[Your objective]: Repeat the data precisely as given.

(Source records begins)

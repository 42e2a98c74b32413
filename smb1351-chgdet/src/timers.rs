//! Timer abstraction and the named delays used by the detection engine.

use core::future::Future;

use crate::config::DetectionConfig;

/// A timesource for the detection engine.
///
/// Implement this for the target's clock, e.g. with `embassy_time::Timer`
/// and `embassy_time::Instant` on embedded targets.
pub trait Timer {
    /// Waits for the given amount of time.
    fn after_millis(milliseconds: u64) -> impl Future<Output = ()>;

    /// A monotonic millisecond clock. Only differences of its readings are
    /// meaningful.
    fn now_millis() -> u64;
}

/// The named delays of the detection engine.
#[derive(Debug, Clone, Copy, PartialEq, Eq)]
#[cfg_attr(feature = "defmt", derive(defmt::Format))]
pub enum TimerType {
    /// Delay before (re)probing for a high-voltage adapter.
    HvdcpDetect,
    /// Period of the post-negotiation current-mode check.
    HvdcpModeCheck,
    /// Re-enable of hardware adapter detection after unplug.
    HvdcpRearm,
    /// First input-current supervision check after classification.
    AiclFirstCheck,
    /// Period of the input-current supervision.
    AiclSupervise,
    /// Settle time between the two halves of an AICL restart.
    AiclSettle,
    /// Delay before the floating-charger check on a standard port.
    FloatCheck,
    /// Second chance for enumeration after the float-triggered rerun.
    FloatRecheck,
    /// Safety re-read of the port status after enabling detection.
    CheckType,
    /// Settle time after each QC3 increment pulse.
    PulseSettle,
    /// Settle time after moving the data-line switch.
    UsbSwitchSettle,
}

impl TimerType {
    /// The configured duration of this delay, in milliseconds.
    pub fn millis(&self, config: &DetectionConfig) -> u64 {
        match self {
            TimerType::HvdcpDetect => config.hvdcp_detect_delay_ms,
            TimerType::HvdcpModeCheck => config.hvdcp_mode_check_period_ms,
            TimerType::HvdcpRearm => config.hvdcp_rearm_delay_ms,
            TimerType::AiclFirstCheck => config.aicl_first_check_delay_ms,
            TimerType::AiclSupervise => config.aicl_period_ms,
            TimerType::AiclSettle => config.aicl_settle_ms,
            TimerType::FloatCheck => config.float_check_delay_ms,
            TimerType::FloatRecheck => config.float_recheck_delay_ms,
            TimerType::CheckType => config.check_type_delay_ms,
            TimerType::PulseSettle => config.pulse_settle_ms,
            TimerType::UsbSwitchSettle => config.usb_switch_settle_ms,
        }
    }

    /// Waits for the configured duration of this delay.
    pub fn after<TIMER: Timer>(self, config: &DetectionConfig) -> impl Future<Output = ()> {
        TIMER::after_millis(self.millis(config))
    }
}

(Source records ends)

[Response to the task]:
repository 42e2a98c74b32413
filename smb1351-chgdet/src/timers.rs
//! Timer abstraction and the named delays used by the detection engine.

use core::future::Future;

use crate::config::DetectionConfig;

/// A timesource for the detection engine.
///
/// Implement this for the target's clock, e.g. with `embassy_time::Timer`
/// and `embassy_time::Instant` on embedded targets.
pub trait Timer {
    /// Waits for the given amount of time.
    fn after_millis(milliseconds: u64) -> impl Future<Output = ()>;

    /// A monotonic millisecond clock. Only differences of its readings are
    /// meaningful.
    fn now_millis() -> u64;
}

/// The named delays of the detection engine.
#[derive(Debug, Clone, Copy, PartialEq, Eq)]
#[cfg_attr(feature = "defmt", derive(defmt::Format))]
pub enum TimerType {
    /// Delay before (re)probing for a high-voltage adapter.
    HvdcpDetect,
    /// Period of the post-negotiation current-mode check.
    HvdcpModeCheck,
    /// Re-enable of hardware adapter detection after unplug.
    HvdcpRearm,
    /// First input-current supervision check after classification.
    AiclFirstCheck,
    /// Period of the input-current supervision.
    AiclSupervise,
    /// Settle time between the two halves of an AICL restart.
    AiclSettle,
    /// Delay before the floating-charger check on a standard port.
    FloatCheck,
    /// Second chance for enumeration after the float-triggered rerun.
    FloatRecheck,
    /// Safety re-read of the port status after enabling detection.
    CheckType,
    /// Settle time after each QC3 increment pulse.
    PulseSettle,
    /// Settle time after moving the data-line switch.
    UsbSwitchSettle,
}

impl TimerType {
    /// The configured duration of this delay, in milliseconds.
    pub fn millis(&self, config: &DetectionConfig) -> u64 {
        match self {
            TimerType::HvdcpDetect => config.hvdcp_detect_delay_ms,
            TimerType::HvdcpModeCheck => config.hvdcp_mode_check_period_ms,
            TimerType::HvdcpRearm => config.hvdcp_rearm_delay_ms,
            TimerType::AiclFirstCheck => config.aicl_first_check_delay_ms,
            TimerType::AiclSupervise => config.aicl_period_ms,
            TimerType::AiclSettle => config.aicl_settle_ms,
            TimerType::FloatCheck => config.float_check_delay_ms,
            TimerType::FloatRecheck => config.float_recheck_delay_ms,
            TimerType::CheckType => config.check_type_delay_ms,
            TimerType::PulseSettle => config.pulse_settle_ms,
            TimerType::UsbSwitchSettle => config.usb_switch_settle_ms,
        }
    }

    /// Waits for the configured duration of this delay.
    pub fn after<TIMER: Timer>(self, config: &DetectionConfig) -> impl Future<Output = ()> {
        TIMER::after_millis(self.millis(config))
    }
}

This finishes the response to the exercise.